I am not sure rules exist, but I'm happy to propose some:

If an image contributes facts and backgrounds to the question, do be sure to include one.

Images are practically mandatory on plant identification questions over on Gardening, for example. I can also imagine that UX or design questions that just described a user interface without a picture would be silly. Some CSS or other "why is this off by one pixel" questions need a picture to show what the problem is. On Movies and TV they are popular for questions about characters you might not remember by name. Puzzling leans heavily on them, too.

Never use an image of text where text belongs (the error message you're getting, for questions on a programming site, for example)
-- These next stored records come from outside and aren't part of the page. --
use crate::core::{
    CameraMode, CAMERA_DISTANCE_MAX, CAMERA_DISTANCE_MIN, CAMERA_FAR, CAMERA_FOV_DEG,
    CAMERA_NEAR, FOLLOW_ORBIT_RATE,
};
use glam::{Mat4, Vec3, Vec4};

// Orbit tuning
pub const ORBIT_DAMPING: f32 = 0.05; // fraction of pending rotation applied per tick
pub const ORBIT_ROTATE_SPEED: f32 = 1.0;
pub const ORBIT_ZOOM_STEP: f32 = 0.95; // radius factor per wheel notch
const POLAR_EPS: f32 = 1e-4;

#[derive(Clone, Copy, Debug, PartialEq)]
pub struct Projection {
    pub fovy_radians: f32,
    pub aspect: f32,
    pub znear: f32,
    pub zfar: f32,
}

impl Projection {
    pub fn new(aspect: f32) -> Self {
        Self {
            fovy_radians: CAMERA_FOV_DEG.to_radians(),
            aspect,
            znear: CAMERA_NEAR,
            zfar: CAMERA_FAR,
        }
    }

    pub fn matrix(&self) -> Mat4 {
        Mat4::perspective_rh(self.fovy_radians, self.aspect.max(1e-3), self.znear, self.zfar)
    }
}

/// User-driven orbit around a fixed target with damped rotation.
///
/// Spherical convention: `theta` is the azimuth around +Y measured from +Z,
/// `phi` the polar angle from +Y.
#[derive(Clone, Debug)]
pub struct OrbitCamera {
    pub target: Vec3,
    pub radius: f32,
    pub theta: f32,
    pub phi: f32,
    delta_theta: f32,
    delta_phi: f32,
}

impl OrbitCamera {
    /// Camera on +Z looking at the origin from `distance`.
    pub fn new(distance: f32) -> Self {
        Self {
            target: Vec3::ZERO,
            radius: clamp_distance(distance),
            theta: 0.0,
            phi: std::f32::consts::FRAC_PI_2,
            delta_theta: 0.0,
            delta_phi: 0.0,
        }
    }

    /// Queue a rotation for a pointer drag of `(dx, dy)` pixels.
    pub fn rotate_by_pixels(&mut self, dx: f32, dy: f32, viewport_height: f32) {
        let h = viewport_height.max(1.0);
        self.delta_theta -= std::f32::consts::TAU * dx / h * ORBIT_ROTATE_SPEED;
        self.delta_phi -= std::f32::consts::TAU * dy / h * ORBIT_ROTATE_SPEED;
    }

    /// Dolly by wheel notches; positive zooms out.
    pub fn zoom(&mut self, notches: f32) {
        self.radius = clamp_distance(self.radius * ORBIT_ZOOM_STEP.powf(-notches));
    }

    pub fn set_distance(&mut self, distance: f32) {
        self.radius = clamp_distance(distance);
    }

    /// Apply a damped share of the pending rotation.
    pub fn update(&mut self) {
        self.theta += self.delta_theta * ORBIT_DAMPING;
        self.phi = (self.phi + self.delta_phi * ORBIT_DAMPING)
            .clamp(POLAR_EPS, std::f32::consts::PI - POLAR_EPS);
        self.delta_theta *= 1.0 - ORBIT_DAMPING;
        self.delta_phi *= 1.0 - ORBIT_DAMPING;
    }

    pub fn eye(&self) -> Vec3 {
        let (st, ct) = self.theta.sin_cos();
        let (sp, cp) = self.phi.sin_cos();
        self.target + self.radius * Vec3::new(sp * st, cp, sp * ct)
    }
}

/// Fixed distance/height camera that circles the model and looks at it.
#[derive(Clone, Debug)]
pub struct FollowCamera {
    pub distance: f32,
    pub height: f32,
    pub angle: f32,
}

impl FollowCamera {
    pub fn new(distance: f32, height: f32) -> Self {
        Self {
            distance: clamp_distance(distance),
            height,
            angle: 0.0,
        }
    }

    pub fn update(&mut self, dt_sec: f32) {
        self.angle = (self.angle + FOLLOW_ORBIT_RATE * dt_sec) % std::f32::consts::TAU;
    }

    pub fn eye(&self, model_pos: Vec3) -> Vec3 {
        let (s, c) = self.angle.sin_cos();
        model_pos + Vec3::new(s * self.distance, self.height, c * self.distance)
    }
}

#[derive(Clone, Debug)]
pub enum CameraRig {
    Orbit(OrbitCamera),
    Follow(FollowCamera),
}

impl CameraRig {
    pub fn new(mode: CameraMode, distance: f32, height: f32) -> Self {
        match mode {
            CameraMode::Orbit => CameraRig::Orbit(OrbitCamera::new(distance)),
            CameraMode::Follow => CameraRig::Follow(FollowCamera::new(distance, height)),
        }
    }

    pub fn update(&mut self, dt_sec: f32) {
        match self {
            CameraRig::Orbit(o) => o.update(),
            CameraRig::Follow(f) => f.update(dt_sec),
        }
    }

    pub fn set_distance(&mut self, distance: f32) {
        match self {
            CameraRig::Orbit(o) => o.set_distance(distance),
            CameraRig::Follow(f) => f.distance = clamp_distance(distance),
        }
    }

    pub fn set_height(&mut self, height: f32) {
        if let CameraRig::Follow(f) = self {
            f.height = height;
        }
    }

    /// `(eye, target)` for the current frame.
    pub fn eye_target(&self, model_pos: Vec3) -> (Vec3, Vec3) {
        match self {
            CameraRig::Orbit(o) => (o.eye(), o.target),
            CameraRig::Follow(f) => (f.eye(model_pos), model_pos),
        }
    }

    pub fn as_orbit_mut(&mut self) -> Option<&mut OrbitCamera> {
        match self {
            CameraRig::Orbit(o) => Some(o),
            CameraRig::Follow(_) => None,
        }
    }
}

#[inline]
fn clamp_distance(d: f32) -> f32 {
    d.clamp(CAMERA_DISTANCE_MIN, CAMERA_DISTANCE_MAX)
}

/// Compute a world-space ray through a point on the canvas.
///
/// - `sx`, `sy`: pixel coordinates in a `width` x `height` canvas
/// - `eye`, `target`: the camera's current look-at
///
/// Returns `(ray_origin, ray_direction)` in world space.
#[inline]
pub fn screen_to_world_ray(
    sx: f32,
    sy: f32,
    width: f32,
    height: f32,
    eye: Vec3,
    target: Vec3,
    projection: &Projection,
) -> (Vec3, Vec3) {
    let ndc_x = (2.0 * sx / width.max(1.0)) - 1.0;
    let ndc_y = 1.0 - (2.0 * sy / height.max(1.0));
    let view = Mat4::look_at_rh(eye, target, Vec3::Y);
    let inv = (projection.matrix() * view).inverse();
    let p_far = inv * Vec4::new(ndc_x, ndc_y, 1.0, 1.0);
    let p1: Vec3 = p_far.truncate() / p_far.w;
    let rd = (p1 - eye).normalize();
    (eye, rd)
}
I hope this is self explanatory but image text can't be found with searches, can't easily be pasted elsewhere, and so on.

If the image is there only to inspire, uplift, or otherwise get to "asthetically pleasing", leave it out. We really aren't about asthetically pleasing.

If I could understand your question (and answer it) just as well without the cat, mountain stream, Facebook meme about footprints, cheerful cartoon about programming, or whatever, then just leave it out. If you don't, chances are someone will edit it out. Readers have limited time (and in some cases, space) and on all the SE sites, we optimize for efficiency, not for mood.

To be specific: the example you linked to is the third case and I would suggest not doing it. A picture of a happy dipstick level might be ok, since it gives context for answers that mention the overfill line or the minimum level line or whatever.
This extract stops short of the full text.